Mississippi May Pull The Plug On Soda Vending Machines

"Let me see which one I want," said one student as he stood in front of a vending machine.

It's hard to resist the signs, especially if you're thirsty for a quick pick-me-up.

"I got a Coke," said Gulfport High Freshman Lindsey Polk. "That is a good drink. It gives you caffeine and energy to get through the day."

Ninth Grader Ashleigh Davis says she needs her caffeine fix twice a day.

"I buy soft drinks," said Freshman Ashleigh Davis. "Sometimes in the morning I'm tired, or sometimes if I'm getting one for lunch."

"It's hard to get them to stop," said Debbie Chatagnier as she watched the students hover over the cola machines.

Chatagnier is the Gulfport School District's Child Nutrition Administrator.
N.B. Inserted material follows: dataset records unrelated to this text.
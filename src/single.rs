//! Single-request endpoint.

use crate::cache::{Claim, RequestCache, SlotReceiver};
use crate::endpoint::Endpoint;
use crate::error::RpcError;
use crate::request::{Fingerprint, Request};
use crate::rpc::RpcCaller;
use serde_json::Value;
use std::sync::Arc;

/// Drives one request at a time through the [`RpcCaller`], writing the
/// outcome into the shared cache and fulfilling awaiters.
///
/// Cloning is shallow; clones share the cache and the caller.
#[derive(Clone)]
pub(crate) struct SingleEndpoint {
    cache: Arc<RequestCache>,
    rpc: Arc<dyn RpcCaller>,
}

impl SingleEndpoint {
    pub fn new(cache: Arc<RequestCache>, rpc: Arc<dyn RpcCaller>) -> Self {
        Self { cache, rpc }
    }

    /// Fetch the request's value, deduplicating against in-flight work.
    ///
    /// Terminal slots answer immediately. A slot already driven by this
    /// path attaches a waiter instead of issuing a second call. A pending
    /// slot that originated in a batch accumulator gets its own concurrent
    /// call: the batch flush has not happened yet, and the two outcomes
    /// race for the slot with the first one winning.
    pub async fn fetch(&self, request: Request) -> Result<Value, RpcError> {
        let fp = request.fingerprint();
        match self.cache.claim_for_single(&fp) {
            Claim::Ready(outcome) => outcome,
            Claim::Wait(rx) => await_slot(rx).await,
            Claim::Issue | Claim::DuplicateIssue => self.drive(request, fp).await,
        }
    }

    async fn drive(&self, request: Request, fp: Fingerprint) -> Result<Value, RpcError> {
        let outcome = self
            .rpc
            .call(request.model(), request.method(), request.args())
            .await;
        match &outcome {
            Ok(value) => self.cache.resolve(&fp, value.clone()),
            Err(err) => {
                #[cfg(feature = "tracing")]
                tracing::debug!(request = %request, error = %err, "request rejected");
                self.cache.reject(&fp, err.clone());
            }
        }
        outcome
    }
}

impl Endpoint for SingleEndpoint {
    fn cache(&self) -> &RequestCache {
        &self.cache
    }

    fn submit(&self, request: Request) {
        // Claim synchronously so the slot is pending (and the loading
        // episode has started) before the caller observes NotReady; only
        // the RPC itself runs in the background.
        let fp = request.fingerprint();
        match self.cache.claim_for_single(&fp) {
            Claim::Issue | Claim::DuplicateIssue => {
                let this = self.clone();
                tokio::spawn(async move {
                    let _ = this.drive(request, fp).await;
                });
            }
            // Already driven or terminal; the outcome lands (or landed)
            // in the cache without our help.
            Claim::Wait(_) | Claim::Ready(_) => {}
        }
    }
}

async fn await_slot(rx: SlotReceiver) -> Result<Value, RpcError> {
    rx.await
        .unwrap_or_else(|_| Err(RpcError::Transport("request abandoned".into())))
}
She says even though vending machines must be turned off certain hours of the day, and there are plenty of nutritious choices, more must be done to stop students from buying the sugared-soft drinks.

"I am really excited about it and I have to applaud the American Beverage Association, that they have done this, to not have it here during the day," said Chatagnier.
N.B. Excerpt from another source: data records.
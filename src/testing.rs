//! Test doubles shared by the unit tests.

use crate::error::RpcError;
use crate::rpc::RpcCaller;
use crate::scheduler::NextTick;
use async_trait::async_trait;
use futures::future::BoxFuture;
use parking_lot::Mutex;
use serde_json::Value;
use std::sync::Arc;

type Handler = Box<dyn Fn(&str, &str, &[Value]) -> Result<Value, RpcError> + Send + Sync>;

/// An [`RpcCaller`] that records every call and answers from a canned
/// handler. Without a handler it replies with the first argument, which is
/// also what a batched endpoint expects: the key list comes straight back
/// as the result list.
pub(crate) struct RecordingRpc {
    log: Arc<Mutex<Vec<String>>>,
    calls: Mutex<Vec<(String, Vec<Value>)>>,
    handler: Option<Handler>,
}

impl RecordingRpc {
    pub fn new() -> Arc<Self> {
        Self::build(None)
    }

    pub fn with_handler<F>(handler: F) -> Arc<Self>
    where
        F: Fn(&str, &str, &[Value]) -> Result<Value, RpcError> + Send + Sync + 'static,
    {
        Self::build(Some(Box::new(handler)))
    }

    fn build(handler: Option<Handler>) -> Arc<Self> {
        Arc::new(Self {
            log: Arc::new(Mutex::new(Vec::new())),
            calls: Mutex::new(Vec::new()),
            handler,
        })
    }

    /// Shared step log. Call steps are pushed as `"model/method"`; tests
    /// push their own markers (loading notifications, hook invocations) to
    /// assert on combined ordering.
    pub fn log(&self) -> Arc<Mutex<Vec<String>>> {
        self.log.clone()
    }

    /// The `"model/method"` step of every recorded call, in order.
    pub fn steps(&self) -> Vec<String> {
        self.calls.lock().iter().map(|(step, _)| step.clone()).collect()
    }

    /// Arguments of the `index`-th recorded call.
    pub fn args_of(&self, index: usize) -> Vec<Value> {
        self.calls.lock()[index].1.clone()
    }

    /// Arguments of the most recent call.
    pub fn last_args(&self) -> Vec<Value> {
        self.calls
            .lock()
            .last()
            .expect("no calls recorded")
            .1
            .clone()
    }
}

#[async_trait]
impl RpcCaller for RecordingRpc {
    async fn call(&self, model: &str, method: &str, args: &[Value]) -> Result<Value, RpcError> {
        let step = format!("{model}/{method}");
        self.log.lock().push(step.clone());
        self.calls.lock().push((step, args.to_vec()));
        match &self.handler {
            Some(handler) => handler(model, method, args),
            None => Ok(args.first().cloned().unwrap_or(Value::Null)),
        }
    }
}

/// A [`NextTick`] whose ticks are driven explicitly by the test, for exact
/// accumulation-window assertions.
pub(crate) struct ManualNextTick {
    queue: Mutex<Vec<BoxFuture<'static, ()>>>,
}

impl ManualNextTick {
    pub fn new() -> Arc<Self> {
        Arc::new(Self {
            queue: Mutex::new(Vec::new()),
        })
    }

    /// Number of tasks waiting for the next tick.
    pub fn scheduled(&self) -> usize {
        self.queue.lock().len()
    }

    /// Run everything deferred so far. Tasks deferred while the tick runs
    /// wait for the next one.
    pub async fn tick(&self) {
        let tasks: Vec<_> = std::mem::take(&mut *self.queue.lock());
        for task in tasks {
            task.await;
        }
    }
}

impl NextTick for ManualNextTick {
    fn defer(&self, task: BoxFuture<'static, ()>) {
        self.queue.lock().push(task);
    }
}

/// Yield enough times for spawned background work to settle on the
/// current-thread test runtime.
pub(crate) async fn drain() {
    for _ in 0..16 {
        tokio::task::yield_now().await;
    }
}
Students have mixed reaction to the push to pull the plug on certain soda machines.

"Offer diet drinks definitely, but still keep the regular drinks, because a lot of people are interested in that," said Ashleigh Davis.

Lindsey Polk said, "I think that's a good idea because I know a lot of girls that really want to lose weight. This is really tempting."

School leaders say getting rid of the high-calorie temptation is certainly a good start to a healthier Mississippi. Schools receive money for having vending machines on campus. Some leaders say if they stop selling sodas, they don't expect to lose revenue, because students will spend money on nutritious drinks.